_EXERCISE AIM_
Among the lines below, copy exactly those from the one with "fn rewind_all(&mut self, filled: usize)" through the one with "window is full.", counting both ends.

_STUDY MATERIAL_
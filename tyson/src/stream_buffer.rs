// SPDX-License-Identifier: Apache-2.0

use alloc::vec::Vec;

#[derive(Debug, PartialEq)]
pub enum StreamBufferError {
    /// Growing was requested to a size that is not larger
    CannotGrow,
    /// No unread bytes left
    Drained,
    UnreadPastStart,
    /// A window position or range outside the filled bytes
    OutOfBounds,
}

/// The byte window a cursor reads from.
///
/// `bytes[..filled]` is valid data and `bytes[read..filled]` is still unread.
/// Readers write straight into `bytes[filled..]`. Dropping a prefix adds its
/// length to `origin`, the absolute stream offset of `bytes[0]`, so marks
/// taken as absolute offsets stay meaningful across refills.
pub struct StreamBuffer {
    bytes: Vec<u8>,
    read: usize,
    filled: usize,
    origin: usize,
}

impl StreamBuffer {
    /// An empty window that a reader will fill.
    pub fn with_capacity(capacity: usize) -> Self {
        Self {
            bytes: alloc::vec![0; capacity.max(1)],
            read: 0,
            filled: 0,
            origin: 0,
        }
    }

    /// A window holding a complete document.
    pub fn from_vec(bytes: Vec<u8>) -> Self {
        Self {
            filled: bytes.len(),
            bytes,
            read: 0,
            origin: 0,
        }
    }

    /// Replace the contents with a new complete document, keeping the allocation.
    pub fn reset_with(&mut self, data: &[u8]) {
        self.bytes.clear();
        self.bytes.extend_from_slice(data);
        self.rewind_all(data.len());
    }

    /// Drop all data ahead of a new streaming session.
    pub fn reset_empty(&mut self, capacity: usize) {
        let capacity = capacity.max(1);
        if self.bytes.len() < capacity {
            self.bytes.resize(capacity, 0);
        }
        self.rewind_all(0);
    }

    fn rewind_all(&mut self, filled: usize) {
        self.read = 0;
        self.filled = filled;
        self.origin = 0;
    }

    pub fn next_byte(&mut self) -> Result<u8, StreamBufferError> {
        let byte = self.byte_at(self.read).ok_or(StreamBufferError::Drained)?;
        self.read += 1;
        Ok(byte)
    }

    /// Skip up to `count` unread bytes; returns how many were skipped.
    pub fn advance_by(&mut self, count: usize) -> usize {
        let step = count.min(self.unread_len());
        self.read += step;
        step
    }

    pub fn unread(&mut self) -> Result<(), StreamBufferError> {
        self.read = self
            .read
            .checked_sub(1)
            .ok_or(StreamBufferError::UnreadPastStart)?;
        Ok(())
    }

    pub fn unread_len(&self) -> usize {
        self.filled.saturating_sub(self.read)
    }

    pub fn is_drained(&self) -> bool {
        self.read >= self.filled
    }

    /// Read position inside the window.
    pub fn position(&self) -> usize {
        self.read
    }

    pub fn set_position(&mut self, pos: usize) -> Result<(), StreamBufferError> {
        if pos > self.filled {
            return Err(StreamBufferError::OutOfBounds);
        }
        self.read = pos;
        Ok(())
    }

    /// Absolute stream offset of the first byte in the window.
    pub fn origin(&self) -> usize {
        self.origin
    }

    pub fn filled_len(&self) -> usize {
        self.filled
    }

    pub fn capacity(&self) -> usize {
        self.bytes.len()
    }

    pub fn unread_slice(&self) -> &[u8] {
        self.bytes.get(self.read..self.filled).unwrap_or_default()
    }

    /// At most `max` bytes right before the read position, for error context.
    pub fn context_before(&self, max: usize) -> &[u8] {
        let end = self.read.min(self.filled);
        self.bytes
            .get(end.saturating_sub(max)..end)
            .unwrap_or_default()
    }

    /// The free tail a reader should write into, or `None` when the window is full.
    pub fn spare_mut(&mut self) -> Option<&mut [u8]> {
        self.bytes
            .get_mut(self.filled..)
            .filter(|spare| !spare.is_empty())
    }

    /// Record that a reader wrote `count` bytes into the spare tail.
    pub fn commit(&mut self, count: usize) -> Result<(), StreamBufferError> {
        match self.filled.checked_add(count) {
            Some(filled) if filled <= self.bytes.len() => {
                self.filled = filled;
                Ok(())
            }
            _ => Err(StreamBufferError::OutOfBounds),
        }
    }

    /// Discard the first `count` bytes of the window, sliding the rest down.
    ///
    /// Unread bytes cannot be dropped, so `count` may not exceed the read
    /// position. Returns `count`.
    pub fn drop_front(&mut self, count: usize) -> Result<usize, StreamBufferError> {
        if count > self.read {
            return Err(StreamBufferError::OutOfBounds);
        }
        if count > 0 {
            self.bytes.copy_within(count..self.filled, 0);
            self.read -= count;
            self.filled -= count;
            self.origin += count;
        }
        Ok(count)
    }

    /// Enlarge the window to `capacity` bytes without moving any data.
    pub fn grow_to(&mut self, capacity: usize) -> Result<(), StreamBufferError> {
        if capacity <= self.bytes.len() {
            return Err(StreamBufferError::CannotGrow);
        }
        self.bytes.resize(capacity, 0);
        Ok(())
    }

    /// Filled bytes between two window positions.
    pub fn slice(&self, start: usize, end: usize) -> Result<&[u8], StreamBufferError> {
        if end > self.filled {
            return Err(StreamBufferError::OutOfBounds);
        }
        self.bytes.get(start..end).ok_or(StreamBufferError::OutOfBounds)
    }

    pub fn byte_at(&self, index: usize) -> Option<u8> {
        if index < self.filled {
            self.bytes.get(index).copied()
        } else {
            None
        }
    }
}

_FINISHED EXERCISE_
    fn rewind_all(&mut self, filled: usize) {
        self.read = 0;
        self.filled = filled;
        self.origin = 0;
    }

    pub fn next_byte(&mut self) -> Result<u8, StreamBufferError> {
        let byte = self.byte_at(self.read).ok_or(StreamBufferError::Drained)?;
        self.read += 1;
        Ok(byte)
    }

    /// Skip up to `count` unread bytes; returns how many were skipped.
    pub fn advance_by(&mut self, count: usize) -> usize {
        let step = count.min(self.unread_len());
        self.read += step;
        step
    }

    pub fn unread(&mut self) -> Result<(), StreamBufferError> {
        self.read = self
            .read
            .checked_sub(1)
            .ok_or(StreamBufferError::UnreadPastStart)?;
        Ok(())
    }

    pub fn unread_len(&self) -> usize {
        self.filled.saturating_sub(self.read)
    }

    pub fn is_drained(&self) -> bool {
        self.read >= self.filled
    }

    /// Read position inside the window.
    pub fn position(&self) -> usize {
        self.read
    }

    pub fn set_position(&mut self, pos: usize) -> Result<(), StreamBufferError> {
        if pos > self.filled {
            return Err(StreamBufferError::OutOfBounds);
        }
        self.read = pos;
        Ok(())
    }

    /// Absolute stream offset of the first byte in the window.
    pub fn origin(&self) -> usize {
        self.origin
    }

    pub fn filled_len(&self) -> usize {
        self.filled
    }

    pub fn capacity(&self) -> usize {
        self.bytes.len()
    }

    pub fn unread_slice(&self) -> &[u8] {
        self.bytes.get(self.read..self.filled).unwrap_or_default()
    }

    /// At most `max` bytes right before the read position, for error context.
    pub fn context_before(&self, max: usize) -> &[u8] {
        let end = self.read.min(self.filled);
        self.bytes
            .get(end.saturating_sub(max)..end)
            .unwrap_or_default()
    }

    /// The free tail a reader should write into, or `None` when the window is full.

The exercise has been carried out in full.